*** Data

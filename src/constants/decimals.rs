//! Fixed-point scale used when converting human amounts to on-chain integers.
//!
//! Token decimals are not introspected. Every token is assumed to use
//! [`DEFAULT_TOKEN_DECIMALS`] unless the caller overrides the scale in
//! [`QuoterConfig`](crate::common::QuoterConfig).

/// Decimal places assumed for every token.
pub const DEFAULT_TOKEN_DECIMALS: u32 = 18;

/// Largest supported scale. Larger values are clamped.
pub const MAX_TOKEN_DECIMALS: u32 = 36;
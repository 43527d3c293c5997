use crate::errors::InvokeFailure;

/// Label carried by every synthetic error event.
pub(crate) const UNEXPECTED_ERROR_LABEL: &str = "Unexpected error";

/// Decoded lifecycle event for one tool invocation.
///
/// This is a closed union: frames carrying an unrecognized `type` tag or a
/// missing/wrongly-typed field are rejected rather than coerced.
#[derive(Clone, Debug, PartialEq, serde::Serialize, serde::Deserialize)]
#[serde(tag = "type", rename_all = "snake_case")]
pub enum ToolEvent {
    /// A long-running step is in progress; may repeat with different labels.
    Working { label: String },
    /// Output of a completed sub-step; informative but not the final answer.
    IntermediateOutput { label: String, content: String },
    /// The final answer payload.
    Output { content: String },
    /// The invocation failed. Terminal.
    Error {
        label: String,
        #[serde(skip_serializing_if = "Option::is_none")]
        error: Option<String>,
    },
    /// Explicit end-of-stream marker. Terminal.
    Finished,
}

impl ToolEvent {
    /// Strictly decodes one frame payload.
    pub fn decode(payload: &str) -> Result<Self, serde_json::Error> {
        serde_json::from_str(payload)
    }

    /// True for the events after which no further events are delivered.
    pub fn is_terminal(&self) -> bool {
        matches!(self, Self::Error { .. } | Self::Finished)
    }

    /// Fabricates the terminal error event used to report a transport- or
    /// parse-level failure.
    pub(crate) fn synthetic_error(failure: &InvokeFailure) -> Self {
        Self::Error {
            label: UNEXPECTED_ERROR_LABEL.to_string(),
            error: Some(failure.to_string()),
        }
    }
}
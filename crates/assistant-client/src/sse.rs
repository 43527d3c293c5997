//! Incremental decoder for newline-delimited SSE frames.
//!
//! Chunks arrive at arbitrary byte boundaries, so the decoder buffers input
//! until a blank-line delimiter completes a record. A partial record left in
//! the buffer at end of stream is truncation and is never surfaced as data.

/// One delimited record from an event-stream response body.
#[derive(Debug, Clone, PartialEq, Eq)]
pub struct Frame {
    /// Value of the optional `event:` field.
    pub event: Option<String>,
    /// Concatenated `data:` field payload.
    pub data: String,
}

/// Stateful frame decoder fed with raw byte chunks.
#[derive(Default)]
pub struct FrameDecoder {
    buf: Vec<u8>,
}

impl FrameDecoder {
    /// Feeds one chunk of bytes and returns every frame it completed, in
    /// receipt order.
    pub fn feed(&mut self, chunk: &[u8]) -> Vec<Frame> {
        self.buf.extend_from_slice(chunk);
        let mut frames = Vec::new();
        while let Some((end, delim_len)) = next_boundary(&self.buf) {
            let record: Vec<u8> = self.buf.drain(..end + delim_len).take(end).collect();
            if let Some(frame) = parse_record(&record) {
                frames.push(frame);
            }
        }
        frames
    }
}

/// Finds the next record delimiter (blank line), returning its offset and
/// byte length.
fn next_boundary(buf: &[u8]) -> Option<(usize, usize)> {
    let mut i = 0;
    while i < buf.len() {
        match &buf[i..] {
            [b'\r', b'\n', b'\r', b'\n', ..] => return Some((i, 4)),
            [b'\n', b'\n', ..] => return Some((i, 2)),
            _ => i += 1,
        }
    }
    None
}

fn parse_record(bytes: &[u8]) -> Option<Frame> {
    let text = String::from_utf8_lossy(bytes);
    let mut event: Option<String> = None;
    let mut data: Option<String> = None;
    for line in text.lines() {
        if line.is_empty() || line.starts_with(':') {
            continue;
        }
        let (name, value) = match line.split_once(':') {
            Some((name, value)) => (name, value.strip_prefix(' ').unwrap_or(value)),
            None => (line, ""),
        };
        match name {
            "event" => event = Some(value.to_string()),
            "data" => match &mut data {
                Some(data) => {
                    data.push('\n');
                    data.push_str(value);
                }
                None => data = Some(value.to_string()),
            },
            _ => {}
        }
    }
    if event.is_none() && data.is_none() {
        return None;
    }
    Some(Frame {
        event,
        data: data.unwrap_or_default(),
    })
}

#[cfg(test)]
mod tests {
    use super::*;

    #[test]
    fn reassembles_frame_split_across_chunks() {
        let mut decoder = FrameDecoder::default();
        assert!(decoder.feed(b"data: {\"type\":\"work").is_empty());
        let frames = decoder.feed(b"ing\",\"label\":\"Fetching\"}\n\n");
        assert_eq!(frames.len(), 1);
        assert_eq!(frames[0].data, "{\"type\":\"working\",\"label\":\"Fetching\"}");
        assert_eq!(frames[0].event, None);
    }

    #[test]
    fn splits_multiple_frames_in_one_chunk() {
        let mut decoder = FrameDecoder::default();
        let frames = decoder.feed(b"data: one\n\ndata: two\n\n");
        assert_eq!(frames.len(), 2);
        assert_eq!(frames[0].data, "one");
        assert_eq!(frames[1].data, "two");
    }

    #[test]
    fn handles_crlf_delimiters() {
        let mut decoder = FrameDecoder::default();
        let frames = decoder.feed(b"event: message\r\ndata: hello\r\n\r\n");
        assert_eq!(frames.len(), 1);
        assert_eq!(frames[0].event.as_deref(), Some("message"));
        assert_eq!(frames[0].data, "hello");
    }

    #[test]
    fn joins_multiple_data_lines_with_newline() {
        let mut decoder = FrameDecoder::default();
        let frames = decoder.feed(b"data: first\ndata: second\n\n");
        assert_eq!(frames.len(), 1);
        assert_eq!(frames[0].data, "first\nsecond");
    }

    #[test]
    fn ignores_comment_only_records() {
        let mut decoder = FrameDecoder::default();
        assert!(decoder.feed(b": keep-alive\n\n").is_empty());
        let frames = decoder.feed(b": ping\ndata: real\n\n");
        assert_eq!(frames.len(), 1);
        assert_eq!(frames[0].data, "real");
    }

    #[test]
    fn survives_chunk_split_inside_multibyte_codepoint() {
        let bytes = "data: r\u{e9}sum\u{e9}\n\n".as_bytes();
        // split in the middle of the two-byte 'é'
        let split = bytes.iter().position(|&b| b == 0xc3).unwrap() + 1;
        let mut decoder = FrameDecoder::default();
        assert!(decoder.feed(&bytes[..split]).is_empty());
        let frames = decoder.feed(&bytes[split..]);
        assert_eq!(frames.len(), 1);
        assert_eq!(frames[0].data, "r\u{e9}sum\u{e9}");
    }

    #[test]
    fn partial_trailing_record_is_never_surfaced() {
        let mut decoder = FrameDecoder::default();
        assert!(decoder.feed(b"data: truncated").is_empty());
        // no further input arrives; the buffered bytes stay unreported
    }
}
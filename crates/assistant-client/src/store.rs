use std::time::SystemTime;

use uuid::Uuid;

use crate::chat::ChatMessage;

const TITLE_MAX_CHARS: usize = 100;

/// A finished conversation as handed to the store.
#[derive(Clone, Debug, PartialEq, serde::Serialize, serde::Deserialize)]
pub struct ChatTranscript {
    pub id: Uuid,
    /// Display title derived from the conversation content.
    pub title: String,
    pub created_at: SystemTime,
    pub messages: Vec<ChatMessage>,
}

impl ChatTranscript {
    /// Builds a transcript from a frozen message list.
    ///
    /// The title is the leading portion of the final message's content.
    pub fn from_messages(id: Uuid, messages: Vec<ChatMessage>) -> Self {
        let title = messages
            .last()
            .map(|m| m.content.chars().take(TITLE_MAX_CHARS).collect())
            .unwrap_or_default();
        Self {
            id,
            title,
            created_at: SystemTime::now(),
            messages,
        }
    }
}

/// Keyed upsert store for finished chat transcripts.
///
/// Saving replaces an existing transcript with the same id in place and
/// appends otherwise, so insertion order is preserved. The store receives a
/// copy of the finished state; live conversations stay owned by their
/// session.
#[derive(Clone, Debug, Default, PartialEq, serde::Serialize, serde::Deserialize)]
pub struct TranscriptStore {
    chats: Vec<ChatTranscript>,
}

impl TranscriptStore {
    /// Creates an empty store.
    pub fn new() -> Self {
        Self::default()
    }

    /// Inserts the transcript, replacing any existing one with the same id.
    pub fn save(&mut self, transcript: ChatTranscript) {
        match self.chats.iter_mut().find(|c| c.id == transcript.id) {
            Some(existing) => *existing = transcript,
            None => self.chats.push(transcript),
        }
    }

    /// Looks up a transcript by id.
    pub fn get(&self, id: Uuid) -> Option<&ChatTranscript> {
        self.chats.iter().find(|c| c.id == id)
    }

    /// Removes a transcript, returning it when present.
    pub fn remove(&mut self, id: Uuid) -> Option<ChatTranscript> {
        let idx = self.chats.iter().position(|c| c.id == id)?;
        Some(self.chats.remove(idx))
    }

    /// Removes all transcripts.
    pub fn clear(&mut self) {
        self.chats.clear();
    }

    /// All transcripts in insertion order.
    pub fn all(&self) -> &[ChatTranscript] {
        &self.chats
    }
}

******

Please give a word-for-word repetition of the lines from the one containing "self.chats.clear();" through the last line of the data above, including both, and nothing besides.

        self.chats.clear();
    }

    /// All transcripts in insertion order.
    pub fn all(&self) -> &[ChatTranscript] {
        &self.chats
    }
}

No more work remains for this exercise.